An actor/comedian and neighbor of a chest surgeon who alleges his career was impaired when Los Angeles police officers took him into custody in 2014 said in a deposition read to a jury Thursday that the doctor was taken to the ground before he was handcuffed.

The account by Bob Saget contradicted the accounts of several LAPD officers who previously testified during the trial of Dr. Michael Richman’s Los Angeles Superior Court excessive force suit that the surgeon was kept on his feet the whole time.

The 62-year-old Saget, whose acting roles include that of Danny Tanner on the ABC sitcom “Full House,” did not appear in court Thursday. His deposition testimony was read to jurors by plaintiff’s attorney Dale Galipo.

Richman’s attorneys maintain their client’s left wrist was permanently injured after officers threw him to the ground outside his Brentwood home on Aug. 26, 2014. Officers went to the home on a 911 call from an estranged girlfriend of Richman’s that he was considering suicide.

But Deputy City Attorney Geoffrey Plowden said officers patiently waited nearly two hours before the doctor complied with demands to come out of the Bundy Drive residence. He said Richman was never taken to the ground and that his only complaint to officers was that his handcuffs were too tight, prompting them to replace the metal cuffs with a plastic version.

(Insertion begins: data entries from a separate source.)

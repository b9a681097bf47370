//! Endpoint wrappers against a mock portal API.

mod common;

use chrono::NaiveDate;
use common::{data, error, signed_in, user_json};
use medora_client::{ClientError, PortalApi, ProductQuery, SessionStore};
use medora_core::{
    CatalogStore, InvoiceDraft, InvoiceStatus, Language, Money, PasswordChange, PharmacyId,
    ProfileUpdate, ValidationError,
};
use serde_json::json;
use wiremock::matchers::{body_json, header, method, path, query_param};
use wiremock::{Mock, MockServer, ResponseTemplate};

fn product_json(id: u64, price: &str) -> serde_json::Value {
    json!({
        "id": id,
        "nameEn": format!("Product {id}"),
        "nameAr": format!("منتج {id}"),
        "price": price,
        "category": "Pain Relief",
        "images": [{ "url": format!("https://cdn.example.com/{id}.png") }],
        "store": 1
    })
}

#[tokio::test]
async fn test_current_pharmacy_null_means_select() {
    let server = MockServer::start().await;
    Mock::given(method("GET"))
        .and(path("/api/pharmacies/current"))
        .and(header("authorization", "Bearer T1"))
        .respond_with(data(json!(null)))
        .mount(&server)
        .await;

    let (session, _) = signed_in(&server, "T1", Some("R1"));
    let api = PortalApi::new(session);

    assert_eq!(api.current_pharmacy().await.unwrap(), None);
}

#[tokio::test]
async fn test_available_pharmacies_and_select() {
    let server = MockServer::start().await;
    Mock::given(method("GET"))
        .and(path("/api/pharmacies/available"))
        .respond_with(data(json!([
            { "id": 3, "name": "Al Noor", "balanceLimit": 5000, "balance": "1200.50" },
            { "id": 4, "name": "Al Shifa" }
        ])))
        .mount(&server)
        .await;
    Mock::given(method("POST"))
        .and(path("/api/pharmacies/select"))
        .and(body_json(json!({ "pharmacyId": 3 })))
        .respond_with(data(json!({ "id": 3 })))
        .expect(1)
        .mount(&server)
        .await;

    let (session, _) = signed_in(&server, "T1", Some("R1"));
    let api = PortalApi::new(session);

    let pharmacies = api.available_pharmacies().await.unwrap();
    assert_eq!(pharmacies.len(), 2);
    assert_eq!(
        pharmacies[0].available_credit(),
        Some(Money::parse("3799.50").unwrap())
    );
    assert_eq!(pharmacies[1].available_credit(), None);

    api.select_pharmacy(PharmacyId(3)).await.unwrap();
}

#[tokio::test]
async fn test_products_page_with_filters() {
    let server = MockServer::start().await;
    Mock::given(method("GET"))
        .and(path("/api/products"))
        .and(query_param("store", "6"))
        .and(query_param("page", "2"))
        .and(query_param("limit", "12"))
        .and(query_param("search", "cream"))
        .respond_with(ResponseTemplate::new(200).set_body_json(json!({
            "data": [product_json(7, "10.50")],
            "meta": { "total": 13, "page": 2, "limit": 12, "totalPages": 2 }
        })))
        .expect(1)
        .mount(&server)
        .await;

    let (session, _) = signed_in(&server, "T1", Some("R1"));
    let api = PortalApi::new(session);

    let page = api
        .products(&ProductQuery {
            store: CatalogStore::Cosmetics,
            page: 2,
            search: Some("cream".into()),
            ..ProductQuery::default()
        })
        .await
        .unwrap();

    assert_eq!(page.data.len(), 1);
    assert_eq!(page.data[0].price, Money::from_cents(1050));
    let meta = page.meta.unwrap();
    assert_eq!(meta.total_pages, 2);
    assert_eq!(meta.total, 13);
}

#[tokio::test]
async fn test_all_products_and_categories() {
    let server = MockServer::start().await;
    Mock::given(method("GET"))
        .and(path("/api/products"))
        .and(query_param("limit", "1000"))
        .respond_with(data(json!([product_json(1, "10.00"), product_json(2, "5.50")])))
        .mount(&server)
        .await;
    Mock::given(method("GET"))
        .and(path("/api/categories"))
        .and(query_param("store", "1"))
        .respond_with(data(json!(["Pain Relief", { "name": "Vitamins" }])))
        .mount(&server)
        .await;

    let (session, _) = signed_in(&server, "T1", Some("R1"));
    let api = PortalApi::new(session);

    assert_eq!(api.all_products().await.unwrap().len(), 2);
    assert_eq!(
        api.categories(CatalogStore::Medicine).await.unwrap(),
        vec!["Pain Relief".to_string(), "Vitamins".to_string()]
    );
}

#[tokio::test]
async fn test_statement_and_invoices() {
    let server = MockServer::start().await;
    Mock::given(method("GET"))
        .and(path("/api/pharmacies/statement"))
        .respond_with(data(json!({
            "pharmacyName": "Al Noor",
            "startingBalance": 0,
            "transactions": [
                { "type": "INVOICE", "id": 1, "date": "2024-05-01", "amount": "29.33", "runningBalance": "29.33" }
            ]
        })))
        .mount(&server)
        .await;
    Mock::given(method("GET"))
        .and(path("/api/invoices"))
        .respond_with(data(json!([
            { "id": "INV-001", "pharmacyName": "Al Noor", "date": "2024-05-01", "status": "pending", "amount": "29.33" }
        ])))
        .mount(&server)
        .await;

    let (session, _) = signed_in(&server, "T1", Some("R1"));
    let api = PortalApi::new(session);

    let statement = api.statement().await.unwrap();
    assert_eq!(statement.closing_balance(), Money::from_cents(2933));

    let invoices = api.invoices().await.unwrap();
    assert_eq!(invoices[0].status, InvoiceStatus::Pending);
    assert_eq!(invoices[0].date, NaiveDate::from_ymd_opt(2024, 5, 1).unwrap());
}

#[tokio::test]
async fn test_invoices_accept_timestamped_dates() {
    let server = MockServer::start().await;
    Mock::given(method("GET"))
        .and(path("/api/invoices"))
        .respond_with(data(json!([
            { "id": "INV-001", "pharmacyName": "Al Noor", "date": "2024-05-01", "status": "paid", "amount": "10.00" },
            { "id": "INV-002", "pharmacyName": "Al Noor", "date": "2024-05-01T10:00:00.000Z", "status": "overdue", "amount": "12.50" }
        ])))
        .mount(&server)
        .await;

    let (session, _) = signed_in(&server, "T1", Some("R1"));
    let api = PortalApi::new(session);

    let invoices = api.invoices().await.unwrap();
    let may_first = NaiveDate::from_ymd_opt(2024, 5, 1).unwrap();
    assert_eq!(invoices.len(), 2);
    assert!(invoices.iter().all(|invoice| invoice.date == may_first));
    assert_eq!(invoices[1].status, InvoiceStatus::Overdue);
}

fn filled_draft() -> InvoiceDraft {
    let products: Vec<medora_core::Product> = serde_json::from_value(json!([
        product_json(7, "10.00"),
        product_json(9, "5.50")
    ]))
    .unwrap();

    let mut draft = InvoiceDraft::new(NaiveDate::from_ymd_opt(2024, 5, 1).unwrap(), Language::En);
    draft.select_pharmacy(PharmacyId(3));
    let a = draft.add_line_item();
    let b = draft.add_line_item();
    draft.set_line_item_product(a, &products[0]).unwrap();
    draft.set_line_item_quantity(a, 2).unwrap();
    draft.set_line_item_product(b, &products[1]).unwrap();
    draft
}

#[tokio::test]
async fn test_create_invoice_posts_payload() {
    let server = MockServer::start().await;
    Mock::given(method("POST"))
        .and(path("/api/invoices"))
        .and(body_json(json!({
            "pharmacyId": 3,
            "date": "2024-05-01",
            "items": [
                { "productId": 7, "quantity": 2 },
                { "productId": 9, "quantity": 1 }
            ]
        })))
        .respond_with(ResponseTemplate::new(201).set_body_json(json!({ "data": { "id": "INV-002" } })))
        .expect(1)
        .mount(&server)
        .await;

    let (session, _) = signed_in(&server, "T1", Some("R1"));
    let api = PortalApi::new(session);

    let draft = filled_draft();
    let payload = api.create_invoice(&draft).await.unwrap();
    assert_eq!(payload.items.len(), 2);
    assert_eq!(draft.compute_totals().grand_total, Money::parse("29.325").unwrap());
}

#[tokio::test]
async fn test_invalid_invoice_is_never_sent() {
    let server = MockServer::start().await;
    Mock::given(method("POST"))
        .and(path("/api/invoices"))
        .respond_with(ResponseTemplate::new(201))
        .expect(0)
        .mount(&server)
        .await;

    let (session, _) = signed_in(&server, "T1", Some("R1"));
    let api = PortalApi::new(session);

    let mut draft = filled_draft();
    draft.add_line_item();

    let err = api.create_invoice(&draft).await.unwrap_err();
    assert!(matches!(
        err,
        ClientError::Validation(ValidationError::ProductNotSelected { line: 3 })
    ));
}

#[tokio::test]
async fn test_change_password_sends_only_two_fields() {
    let server = MockServer::start().await;
    Mock::given(method("PUT"))
        .and(path("/api/users/password"))
        .and(body_json(json!({ "currentPassword": "old-pass", "newPassword": "secret1" })))
        .respond_with(data(json!({})))
        .expect(1)
        .mount(&server)
        .await;

    let (session, _) = signed_in(&server, "T1", Some("R1"));
    let api = PortalApi::new(session);

    let form = PasswordChange {
        current_password: "old-pass".into(),
        new_password: "secret1".into(),
        confirm_password: "secret1".into(),
    };
    api.change_password(&form).await.unwrap();

    let mismatch = PasswordChange {
        confirm_password: "other".into(),
        ..form
    };
    match api.change_password(&mismatch).await.unwrap_err() {
        ClientError::Form(errors) => assert!(errors.has("confirmPassword")),
        other => panic!("unexpected error: {other:?}"),
    }
}

#[tokio::test]
async fn test_api_error_message_surfaces() {
    let server = MockServer::start().await;
    Mock::given(method("PUT"))
        .and(path("/api/users/password"))
        .respond_with(error(400, "Current password is incorrect"))
        .mount(&server)
        .await;

    let (session, _) = signed_in(&server, "T1", Some("R1"));
    let api = PortalApi::new(session);

    let err = api
        .change_password(&PasswordChange {
            current_password: "wrong".into(),
            new_password: "secret1".into(),
            confirm_password: "secret1".into(),
        })
        .await
        .unwrap_err();
    assert_eq!(err.user_message(), "Current password is incorrect");
}

#[tokio::test]
async fn test_update_profile_updates_session_and_store() {
    let server = MockServer::start().await;
    Mock::given(method("PUT"))
        .and(path("/api/users/profile"))
        .and(body_json(json!({ "name": "Sara Ahmed", "phone": "0509999999" })))
        .respond_with(data(user_json()))
        .expect(1)
        .mount(&server)
        .await;

    let (session, store) = signed_in(&server, "T1", Some("R1"));
    let rx = session.subscribe();

    let user = session
        .update_profile(&ProfileUpdate {
            name: "Sara Ahmed".into(),
            phone: Some("0509999999".into()),
        })
        .await
        .unwrap();

    assert_eq!(user.name, "Sara Ahmed");
    assert_eq!(session.current_user().unwrap().phone.as_deref(), Some("0509999999"));
    assert_eq!(store.load().unwrap().unwrap().user.name, "Sara Ahmed");
    assert_eq!(rx.borrow().user.as_ref().unwrap().name, "Sara Ahmed");
}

Saget said he was in a bedroom of his home across the street from Richman’s when he heard sirens and saw lights and four to six patrol cars. He said he did not know Richman.

An officer said over a microphone, “Come out with your hands up,” according to Saget. “I was a little fearful because I didn’t know what was going on.”

Saget said Richman came out of the house a first time, but then went back inside.

“My view is that when he came out the first time he was scared or he forgot something,” Saget said.

Saget said that when the doctor came out a second time he saw Richman, who had no shirt or shoes on, taken to the ground on his knees by officers just before the doctor was handcuffed.

Saget described the takedown as a “slow-motion process” that “seemed like a non-violent exercise. It didn’t appear pressure was applied to put him on the ground.”

Richman was then put in the back of a patrol car and driven away, Saget said.

“It looked like it was being done the way I’d like to be arrested,” Saget said.

Richman was taken into custody under a section of the Welfare and Institutions Code that allows a person to be held in a psychiatric hospital against their will for up to 72 hours.

Saget also is known for hosting “America’s Funniest Home Videos” in 1989-97.